Segment Start: TASK DATA
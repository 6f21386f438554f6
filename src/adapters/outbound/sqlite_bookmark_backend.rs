//! SQLite Bookmark Backend
//!
//! Implements BookmarkBackend using SQLite for storage. Each persist is a
//! single autocommitted upsert with `synchronous = FULL`, so it is durable
//! once it returns.

use crate::domain::error::PersistenceError;
use crate::domain::ports::BookmarkBackend;
use crate::domain::value_objects::{Bookmark, StreamKey};
use parking_lot::Mutex;
use rusqlite::{params, Connection, OptionalExtension};

/// SQLite-backed bookmark backend.
///
/// Unpartitioned streams are stored with an empty partition column.
pub struct SqliteBookmarkBackend {
    conn: Mutex<Connection>,
}

impl SqliteBookmarkBackend {
    /// Open (or create) the state database at `path`.
    pub fn open(path: &str) -> Result<Self, PersistenceError> {
        let conn = Connection::open(path)
            .map_err(|e| PersistenceError::Unavailable(format!("{}: {}", path, e)))?;
        Self::with_connection(conn)
    }

    /// Private in-memory database.
    pub fn in_memory() -> Result<Self, PersistenceError> {
        let conn = Connection::open_in_memory()
            .map_err(|e| PersistenceError::Unavailable(e.to_string()))?;
        Self::with_connection(conn)
    }

    fn with_connection(conn: Connection) -> Result<Self, PersistenceError> {
        conn.execute_batch(
            "PRAGMA synchronous = FULL;
             CREATE TABLE IF NOT EXISTS bookmarks (
                 stream TEXT NOT NULL,
                 partition TEXT NOT NULL DEFAULT '',
                 value TEXT NOT NULL,
                 updated_at INTEGER NOT NULL,
                 PRIMARY KEY (stream, partition)
             );",
        )
        .map_err(|e| PersistenceError::Unavailable(format!("schema setup failed: {}", e)))?;

        Ok(Self {
            conn: Mutex::new(conn),
        })
    }

    /// Number of stored positions.
    pub fn count(&self) -> Result<usize, PersistenceError> {
        let conn = self.conn.lock();
        let count: i64 = conn
            .query_row("SELECT COUNT(*) FROM bookmarks", [], |row| row.get(0))
            .map_err(|e| PersistenceError::Read(e.to_string()))?;
        Ok(count as usize)
    }
}

fn partition_column(key: &StreamKey) -> &str {
    key.partition.as_deref().unwrap_or("")
}

impl BookmarkBackend for SqliteBookmarkBackend {
    fn load(&self, key: &StreamKey) -> Result<Option<Bookmark>, PersistenceError> {
        let conn = self.conn.lock();
        let value: Option<String> = conn
            .query_row(
                "SELECT value FROM bookmarks WHERE stream = ?1 AND partition = ?2",
                params![key.stream, partition_column(key)],
                |row| row.get(0),
            )
            .optional()
            .map_err(|e| PersistenceError::Read(e.to_string()))?;
        Ok(value.map(Bookmark::from))
    }

    fn persist(&self, key: &StreamKey, bookmark: &Bookmark) -> Result<(), PersistenceError> {
        let conn = self.conn.lock();
        conn.execute(
            "INSERT INTO bookmarks (stream, partition, value, updated_at)
             VALUES (?1, ?2, ?3, ?4)
             ON CONFLICT(stream, partition)
             DO UPDATE SET value = excluded.value, updated_at = excluded.updated_at",
            params![
                key.stream,
                partition_column(key),
                bookmark.as_str(),
                chrono::Utc::now().timestamp_millis()
            ],
        )
        .map_err(|e| PersistenceError::Write(e.to_string()))?;
        Ok(())
    }
}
Segment End: TASK DATA
**PROBLEM TO WORK ON**
What lines above contain "Unavailable"? Copy them out.

**RESPONSE BELOW**
            .map_err(|e| PersistenceError::Unavailable(format!("{}: {}", path, e)))?;
            .map_err(|e| PersistenceError::Unavailable(e.to_string()))?;
        .map_err(|e| PersistenceError::Unavailable(format!("schema setup failed: {}", e)))?;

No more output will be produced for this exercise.